— What you should do —
Each line of the material that mentions the word "renderer" is to be copied.

— Study material —
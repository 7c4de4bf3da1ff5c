//! Obelisk FX - pointer- and scroll-reactive page effects
//!
//! Core modules:
//! - `fx`: Pure effect simulation (particles, force grid, scroll timeline, typewriter)
//! - `renderer`: Raster surface and DOM projection layer
//! - `platform`: Frame/timer/event/pin collaborators (manual + browser)
//! - `lifecycle`: Activation and teardown of all running effects
//! - `page`: The page script (sections, timelines, terminal lines)
//! - `settings`: Data-driven effect tuning

pub mod fx;
pub mod lifecycle;
pub mod page;
pub mod platform;
pub mod renderer;
pub mod settings;

pub use lifecycle::{Collaborators, EffectsRuntime, FrameToken, RuntimePhase};
pub use settings::{EffectsConfig, QualityPreset};

use glam::DVec2;

/// Effect tuning constants
pub mod consts {
    /// Particles per pool at the default quality
    pub const PARTICLE_POOL_SIZE: usize = 1500;
    /// Maximum particle depth (respawn depth)
    pub const PARTICLE_Z_MAX: f64 = 2000.0;
    /// Depth units travelled per frame
    pub const PARTICLE_VELOCITY: f64 = 4.0;
    /// Pinhole camera focal length
    pub const PARTICLE_FOCAL_LENGTH: f64 = 300.0;
    /// Added to depth before the perspective divide
    pub const PARTICLE_DEPTH_EPSILON: f64 = 0.1;
    /// Depth span over which particles fade in
    pub const PARTICLE_FADE_RANGE: f64 = 1000.0;

    /// Force grid lattice spacing (px)
    pub const GRID_CELL_SIZE: f64 = 30.0;
    /// Smallest spacing accepted from config; finer lattices flood the DOM
    pub const MIN_GRID_CELL_SIZE: f64 = 4.0;
    /// Grid extends past the viewport to cover scroll overshoot
    pub const GRID_HEIGHT_FACTOR: f64 = 1.5;
    /// Pointer repulsion radius (px)
    pub const GRID_RADIUS: f64 = 350.0;
    /// Displacement at the pointer itself (px)
    pub const GRID_MAX_DISPLACEMENT: f64 = 50.0;

    /// Typewriter per-character delay bounds (ms)
    pub const TYPE_MIN_DELAY_MS: f64 = 10.0;
    pub const TYPE_MAX_DELAY_MS: f64 = 40.0;
    /// Pause between terminal lines (ms)
    pub const TYPE_LINE_PAUSE_MS: f64 = 200.0;

    /// Monolith pointer tilt
    pub const PARALLAX_MAX_ROTATE_Y: f64 = 15.0;
    pub const PARALLAX_BASE_ROTATE_X: f64 = 10.0;
    pub const PARALLAX_ROTATE_X_RANGE: f64 = -10.0;
    /// Seconds the tilt takes to settle on a new pointer target
    pub const PARALLAX_DURATION: f64 = 1.0;

    /// Frame delta clamp (seconds), keeps tweens sane after a hidden tab
    pub const MAX_FRAME_DT: f64 = 0.1;
}

/// Linear interpolation between `a` and `b`
#[inline]
pub fn lerp(a: f64, b: f64, t: f64) -> f64 {
    a + (b - a) * t
}

/// Position of `value` within `[start, end]`, clamped to [0, 1]
///
/// A degenerate range acts as a step at `end`.
#[inline]
pub fn normalize_progress(value: f64, start: f64, end: f64) -> f64 {
    let span = end - start;
    if span <= f64::EPSILON {
        return if value >= end { 1.0 } else { 0.0 };
    }
    ((value - start) / span).clamp(0.0, 1.0)
}

/// Convert polar (r, theta) to cartesian (x, y)
#[inline]
pub fn polar_to_cartesian(r: f64, theta: f64) -> DVec2 {
    DVec2::new(r * theta.cos(), r * theta.sin())
}

/// Convert cartesian (x, y) to polar (r, theta)
#[inline]
pub fn cartesian_to_polar(pos: DVec2) -> (f64, f64) {
    (pos.length(), pos.y.atan2(pos.x))
}

#[cfg(test)]
mod tests {
    use super::*;

    #[test]
    fn test_normalize_progress_clamps() {
        assert_eq!(normalize_progress(-0.5, 0.2, 0.6), 0.0);
        assert_eq!(normalize_progress(0.9, 0.2, 0.6), 1.0);
        assert!((normalize_progress(0.4, 0.2, 0.6) - 0.5).abs() < 1e-12);
    }

    #[test]
    fn test_normalize_progress_degenerate_range() {
        assert_eq!(normalize_progress(0.29, 0.3, 0.3), 0.0);
        assert_eq!(normalize_progress(0.3, 0.3, 0.3), 1.0);
    }

    #[test]
    fn test_polar_roundtrip() {
        let p = polar_to_cartesian(5.0, 0.75);
        let (r, theta) = cartesian_to_polar(p);
        assert!((r - 5.0).abs() < 1e-9);
        assert!((theta - 0.75).abs() < 1e-9);
    }
}
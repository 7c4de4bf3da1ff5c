//! Viewport and rectangle geometry shared by the spatial effects
//!
//! Coordinates are viewport pixels, origin top-left.

use glam::DVec2;
use serde::{Deserialize, Serialize};

/// Cached viewport dimensions
#[derive(Debug, Clone, Copy, PartialEq, Default, Serialize, Deserialize)]
pub struct Viewport {
    pub width: f64,
    pub height: f64,
}

impl Viewport {
    pub fn new(width: f64, height: f64) -> Self {
        Self {
            width: width.max(0.0),
            height: height.max(0.0),
        }
    }

    /// True when there is nothing to draw into
    #[inline]
    pub fn is_empty(&self) -> bool {
        self.width <= 0.0 || self.height <= 0.0
    }

    #[inline]
    pub fn center(&self) -> DVec2 {
        DVec2::new(self.width / 2.0, self.height / 2.0)
    }
}

/// Axis-aligned rectangle (e.g. an element's bounding box)
#[derive(Debug, Clone, Copy, PartialEq, Default, Serialize, Deserialize)]
pub struct Rect {
    pub x: f64,
    pub y: f64,
    pub width: f64,
    pub height: f64,
}

impl Rect {
    pub fn new(x: f64, y: f64, width: f64, height: f64) -> Self {
        Self {
            x,
            y,
            width,
            height,
        }
    }

    #[inline]
    pub fn origin(&self) -> DVec2 {
        DVec2::new(self.x, self.y)
    }
}
//! 2D raster surface the particle field paints into

use std::cell::RefCell;
use std::rc::Rc;

use crate::fx::Viewport;

/// Straight-alpha color, 8-bit channels plus float alpha
#[derive(Debug, Clone, Copy, PartialEq)]
pub struct Rgba {
    pub r: u8,
    pub g: u8,
    pub b: u8,
    pub a: f64,
}

impl Rgba {
    pub const fn rgb(r: u8, g: u8, b: u8) -> Self {
        Self { r, g, b, a: 1.0 }
    }

    pub fn with_alpha(self, a: f64) -> Self {
        Self {
            a: a.clamp(0.0, 1.0),
            ..self
        }
    }

    /// CSS color string for canvas `fillStyle`
    pub fn to_css(&self) -> String {
        if self.a >= 1.0 {
            format!("#{:02x}{:02x}{:02x}", self.r, self.g, self.b)
        } else {
            format!("rgba({}, {}, {}, {})", self.r, self.g, self.b, self.a)
        }
    }
}

/// A paint target sized in viewport pixels
pub trait RasterSurface {
    /// Match the backing store to the viewport
    fn resize(&mut self, viewport: Viewport);
    /// Fill the whole surface with `color`
    fn clear(&mut self, color: Rgba);
    fn fill_rect(&mut self, x: f64, y: f64, w: f64, h: f64, color: Rgba);
}

/// A single recorded draw call
#[derive(Debug, Clone, PartialEq)]
pub enum DrawCommand {
    Clear(Rgba),
    Rect { x: f64, y: f64, w: f64, h: f64, color: Rgba },
}

/// Surface that records draw calls instead of painting (tests, native runs)
#[derive(Debug, Default)]
pub struct RecordingSurface {
    pub viewport: Viewport,
    pub commands: Vec<DrawCommand>,
}

impl RecordingSurface {
    pub fn new() -> Self {
        Self::default()
    }

    /// Commands since the most recent clear (one frame's worth)
    pub fn last_frame(&self) -> &[DrawCommand] {
        let start = self
            .commands
            .iter()
            .rposition(|c| matches!(c, DrawCommand::Clear(_)))
            .unwrap_or(0);
        &self.commands[start..]
    }

    pub fn rects(&self) -> impl Iterator<Item = &DrawCommand> {
        self.commands
            .iter()
            .filter(|c| matches!(c, DrawCommand::Rect { .. }))
    }
}

impl RasterSurface for RecordingSurface {
    fn resize(&mut self, viewport: Viewport) {
        self.viewport = viewport;
    }

    fn clear(&mut self, color: Rgba) {
        self.commands.push(DrawCommand::Clear(color));
    }

    fn fill_rect(&mut self, x: f64, y: f64, w: f64, h: f64, color: Rgba) {
        self.commands.push(DrawCommand::Rect { x, y, w, h, color });
    }
}

impl<S: RasterSurface> RasterSurface for Rc<RefCell<S>> {
    fn resize(&mut self, viewport: Viewport) {
        self.borrow_mut().resize(viewport);
    }

    fn clear(&mut self, color: Rgba) {
        self.borrow_mut().clear(color);
    }

    fn fill_rect(&mut self, x: f64, y: f64, w: f64, h: f64, color: Rgba) {
        self.borrow_mut().fill_rect(x, y, w, h, color);
    }
}

#[cfg(test)]
mod tests {
    use super::*;

    #[test]
    fn test_css_colors() {
        assert_eq!(Rgba::rgb(3, 3, 3).to_css(), "#030303");
        assert_eq!(
            Rgba::rgb(255, 0, 60).with_alpha(0.5).to_css(),
            "rgba(255, 0, 60, 0.5)"
        );
    }

    #[test]
    fn test_last_frame_starts_at_clear() {
        let mut s = RecordingSurface::new();
        s.clear(Rgba::rgb(0, 0, 0));
        s.fill_rect(0.0, 0.0, 1.0, 1.0, Rgba::rgb(1, 1, 1));
        s.clear(Rgba::rgb(0, 0, 0));
        s.fill_rect(2.0, 2.0, 1.0, 1.0, Rgba::rgb(1, 1, 1));
        assert_eq!(s.last_frame().len(), 2);
        assert_eq!(s.rects().count(), 2);
    }
}
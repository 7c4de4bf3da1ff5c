//! Pointer-repulsion dot grid
//!
//! Markers sit on a fixed lattice. A pointer inside `radius` pushes each
//! marker straight away from it, linearly stronger the closer it is. There is
//! no inertia: every pointer event recomputes all offsets from scratch.

use glam::DVec2;

use super::viewport::Viewport;
use crate::settings::GridConfig;
use crate::{cartesian_to_polar, polar_to_cartesian};

/// Visual state of a marker
#[derive(Debug, Clone, Copy, PartialEq, Eq, Default)]
pub enum MarkerIntensity {
    #[default]
    Resting,
    /// Inside the pointer's radius
    Active,
}

/// One lattice dot
#[derive(Debug, Clone, Copy, PartialEq)]
pub struct GridMarker {
    /// Cell centre in grid-local px (never changes)
    pub home: DVec2,
    /// Current repulsion displacement
    pub offset: DVec2,
    pub intensity: MarkerIntensity,
}

impl GridMarker {
    fn at(home: DVec2) -> Self {
        Self {
            home,
            offset: DVec2::ZERO,
            intensity: MarkerIntensity::Resting,
        }
    }

    /// Displayed position
    pub fn position(&self) -> DVec2 {
        self.home + self.offset
    }

    fn rest(&mut self) {
        self.offset = DVec2::ZERO;
        self.intensity = MarkerIntensity::Resting;
    }
}

/// The marker lattice for one viewport size
#[derive(Debug, Clone)]
pub struct ForceGrid {
    markers: Vec<GridMarker>,
    columns: usize,
    rows: usize,
    config: GridConfig,
}

impl ForceGrid {
    /// Tile `ceil(w / cell) x ceil(height_factor * h / cell)` markers, row-major
    pub fn build(viewport: Viewport, config: GridConfig) -> Self {
        let config = config.sanitized();
        let (columns, rows) = if viewport.is_empty() {
            (0, 0)
        } else {
            (
                (viewport.width / config.cell_size).ceil() as usize,
                (viewport.height * config.height_factor / config.cell_size).ceil() as usize,
            )
        };

        let half = config.cell_size / 2.0;
        let markers = (0..rows)
            .flat_map(|row| (0..columns).map(move |col| (col, row)))
            .map(|(col, row)| {
                GridMarker::at(DVec2::new(
                    col as f64 * config.cell_size + half,
                    row as f64 * config.cell_size + half,
                ))
            })
            .collect::<Vec<_>>();

        log::debug!("Force grid built: {}x{} ({} markers)", columns, rows, markers.len());

        Self {
            markers,
            columns,
            rows,
            config,
        }
    }

    pub fn markers(&self) -> &[GridMarker] {
        &self.markers
    }

    pub fn dimensions(&self) -> (usize, usize) {
        (self.columns, self.rows)
    }

    pub fn config(&self) -> &GridConfig {
        &self.config
    }

    /// Displacement for a marker at `home` given a pointer in grid-local px
    pub fn displacement(&self, home: DVec2, pointer: DVec2) -> Option<DVec2> {
        let radius = self.config.radius;
        let (dist, angle) = cartesian_to_polar(home - pointer);
        if dist >= radius {
            return None;
        }
        let force = (radius - dist) / radius;
        Some(polar_to_cartesian(force * self.config.max_displacement, angle))
    }

    /// Recompute every marker against the pointer
    pub fn on_pointer_move(&mut self, pointer: DVec2) {
        for i in 0..self.markers.len() {
            match self.displacement(self.markers[i].home, pointer) {
                Some(offset) => {
                    let marker = &mut self.markers[i];
                    marker.offset = offset;
                    marker.intensity = MarkerIntensity::Active;
                }
                None => self.markers[i].rest(),
            }
        }
    }

    /// Pointer left the grid: everything back home
    pub fn clear_pointer(&mut self) {
        self.markers.iter_mut().for_each(GridMarker::rest);
    }

    /// Number of markers currently displaced
    pub fn active_count(&self) -> usize {
        self.markers
            .iter()
            .filter(|m| m.intensity == MarkerIntensity::Active)
            .count()
    }
}

#[cfg(test)]
mod tests {
    use super::*;
    use crate::consts::GRID_CELL_SIZE;
    use proptest::prelude::*;

    fn grid() -> ForceGrid {
        ForceGrid::build(Viewport::new(1000.0, 600.0), GridConfig::default())
    }

    #[test]
    fn test_lattice_dimensions() {
        let g = grid();
        // ceil(1000/30) = 34, ceil(900/30) = 30
        assert_eq!(g.dimensions(), (34, 30));
        assert_eq!(g.markers().len(), 34 * 30);
        assert_eq!(g.markers()[0].home, DVec2::new(15.0, 15.0));
        assert_eq!(g.markers()[35].home, DVec2::new(45.0, 45.0));
    }

    #[test]
    fn test_tiny_cell_size_uses_default_spacing() {
        let config = GridConfig {
            cell_size: 0.01,
            ..GridConfig::default()
        };
        let g = ForceGrid::build(Viewport::new(1000.0, 600.0), config);
        assert_eq!(g.config().cell_size, GRID_CELL_SIZE);
        assert_eq!(g.dimensions(), (34, 30));
    }

    #[test]
    fn test_empty_viewport_builds_no_markers() {
        let g = ForceGrid::build(Viewport::new(0.0, 600.0), GridConfig::default());
        assert!(g.markers().is_empty());
    }

    #[test]
    fn test_marker_under_pointer_gets_max_displacement() {
        let mut g = grid();
        let home = g.markers()[0].home;
        g.on_pointer_move(home);
        let m = g.markers()[0];
        assert_eq!(m.intensity, MarkerIntensity::Active);
        assert!((m.offset.length() - 50.0).abs() < 1e-9);
    }

    #[test]
    fn test_push_is_away_from_pointer() {
        let mut g = grid();
        let home = g.markers()[40].home;
        g.on_pointer_move(home - DVec2::new(100.0, 0.0));
        let m = g.markers()[40];
        assert!(m.offset.x > 0.0);
        assert!(m.offset.y.abs() < 1e-9);
        // force = (350 - 100) / 350
        assert!((m.offset.length() - 50.0 * 250.0 / 350.0).abs() < 1e-9);
    }

    #[test]
    fn test_far_markers_rest_and_events_do_not_accumulate() {
        let mut g = grid();
        g.on_pointer_move(DVec2::new(15.0, 15.0));
        assert!(g.active_count() > 0);

        g.on_pointer_move(DVec2::new(5000.0, 5000.0));
        assert_eq!(g.active_count(), 0);
        assert!(g.markers().iter().all(|m| m.offset == DVec2::ZERO));
    }

    #[test]
    fn test_clear_pointer_resets() {
        let mut g = grid();
        g.on_pointer_move(DVec2::new(300.0, 300.0));
        g.clear_pointer();
        assert_eq!(g.active_count(), 0);
    }

    proptest! {
        #[test]
        fn prop_offset_bounded_and_zero_outside_radius(px in -500.0f64..1500.0, py in -500.0f64..1500.0) {
            let mut g = grid();
            let pointer = DVec2::new(px, py);
            g.on_pointer_move(pointer);
            for m in g.markers() {
                let dist = m.home.distance(pointer);
                if dist >= 350.0 {
                    prop_assert_eq!(m.offset, DVec2::ZERO);
                    prop_assert_eq!(m.intensity, MarkerIntensity::Resting);
                } else {
                    prop_assert!(m.offset.length() <= 50.0 + 1e-9);
                }
            }
        }
    }
}
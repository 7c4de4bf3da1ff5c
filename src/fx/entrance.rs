//! One-shot entrance animation
//!
//! An element starts hidden (shifted sideways and transparent). When its
//! scroll trigger first fires it waits out an optional delay, then eases to
//! its natural position and full opacity. Later triggers do nothing.

use super::timeline::{ElementRef, Easing, PropertyFrame, PropertyName};
use super::tween::Tween;

/// Where an entrance is in its one-shot run
#[derive(Debug, Clone, Copy, PartialEq)]
pub enum EntrancePhase {
    Hidden,
    /// Triggered; seconds left before motion starts
    Waiting(f64),
    Playing,
    Shown,
}

/// Slide-and-fade-in for one target
#[derive(Debug, Clone)]
pub struct EntranceReveal {
    target: ElementRef,
    phase: EntrancePhase,
    delay: f64,
    x: Tween,
    opacity: Tween,
}

impl EntranceReveal {
    /// Hidden at `offset` px along x; plays over `duration` seconds after `delay`
    pub fn new(target: ElementRef, offset: f64, duration: f64, delay: f64) -> Self {
        Self {
            target,
            phase: EntrancePhase::Hidden,
            delay: delay.max(0.0),
            x: Tween::settled(offset, duration, Easing::Power2Out),
            opacity: Tween::settled(0.0, duration, Easing::Power2Out),
        }
    }

    pub fn target(&self) -> &ElementRef {
        &self.target
    }

    pub fn phase(&self) -> EntrancePhase {
        self.phase
    }

    /// Needs frames to make progress
    pub fn is_animating(&self) -> bool {
        matches!(self.phase, EntrancePhase::Waiting(_) | EntrancePhase::Playing)
    }

    /// Current (translate_x, opacity)
    pub fn state(&self) -> (f64, f64) {
        (self.x.value(), self.opacity.value())
    }

    /// Start the entrance; false if it already ran
    pub fn play(&mut self) -> bool {
        if self.phase != EntrancePhase::Hidden {
            return false;
        }
        self.phase = EntrancePhase::Waiting(self.delay);
        true
    }

    /// Advance by `dt` seconds; true if the written values changed
    pub fn advance(&mut self, dt: f64) -> bool {
        let mut dt = dt.max(0.0);
        if let EntrancePhase::Waiting(left) = self.phase {
            if dt < left {
                self.phase = EntrancePhase::Waiting(left - dt);
                return false;
            }
            dt -= left;
            self.x.retarget(0.0);
            self.opacity.retarget(1.0);
            self.phase = EntrancePhase::Playing;
        }
        if self.phase != EntrancePhase::Playing {
            return false;
        }

        self.x.advance(dt);
        self.opacity.advance(dt);
        if self.x.is_done() && self.opacity.is_done() {
            self.phase = EntrancePhase::Shown;
        }
        true
    }

    pub fn write_onto(&self, frame: &mut PropertyFrame) {
        let (x, opacity) = self.state();
        frame.set(&self.target, PropertyName::TranslateX, x);
        frame.set(&self.target, PropertyName::Opacity, opacity);
    }
}

#[cfg(test)]
mod tests {
    use super::*;

    fn reveal(delay: f64) -> EntranceReveal {
        EntranceReveal::new(ElementRef::new(".code-card"), -50.0, 0.8, delay)
    }

    #[test]
    fn test_starts_hidden() {
        let r = reveal(0.0);
        assert_eq!(r.state(), (-50.0, 0.0));
        assert!(!r.is_animating());

        let mut frame = PropertyFrame::new();
        r.write_onto(&mut frame);
        assert_eq!(frame.get(r.target(), PropertyName::Opacity), Some(0.0));
        assert_eq!(frame.get(r.target(), PropertyName::TranslateX), Some(-50.0));
    }

    #[test]
    fn test_plays_once_to_rest() {
        let mut r = reveal(0.0);
        assert!(r.play());
        assert!(!r.play());

        assert!(r.advance(0.4));
        let (x, opacity) = r.state();
        assert!(x > -50.0 && x < 0.0);
        assert!(opacity > 0.0 && opacity < 1.0);

        r.advance(0.5);
        assert_eq!(r.state(), (0.0, 1.0));
        assert_eq!(r.phase(), EntrancePhase::Shown);
        assert!(!r.advance(0.1));
        assert!(!r.play());
    }

    #[test]
    fn test_delay_holds_then_carries_over() {
        let mut r = reveal(0.3);
        r.play();
        assert!(!r.advance(0.2));
        assert_eq!(r.state(), (-50.0, 0.0));
        assert_eq!(r.phase(), EntrancePhase::Waiting(0.3 - 0.2));

        // 0.1 s finishes the wait, the rest already moves
        assert!(r.advance(0.2));
        assert_eq!(r.phase(), EntrancePhase::Playing);
        assert!(r.state().1 > 0.0);
    }

    #[test]
    fn test_untriggered_never_moves() {
        let mut r = reveal(0.0);
        assert!(!r.advance(10.0));
        assert_eq!(r.phase(), EntrancePhase::Hidden);
    }
}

— Answer to this exercise —
//! - `renderer`: Raster surface and DOM projection layer
pub mod renderer;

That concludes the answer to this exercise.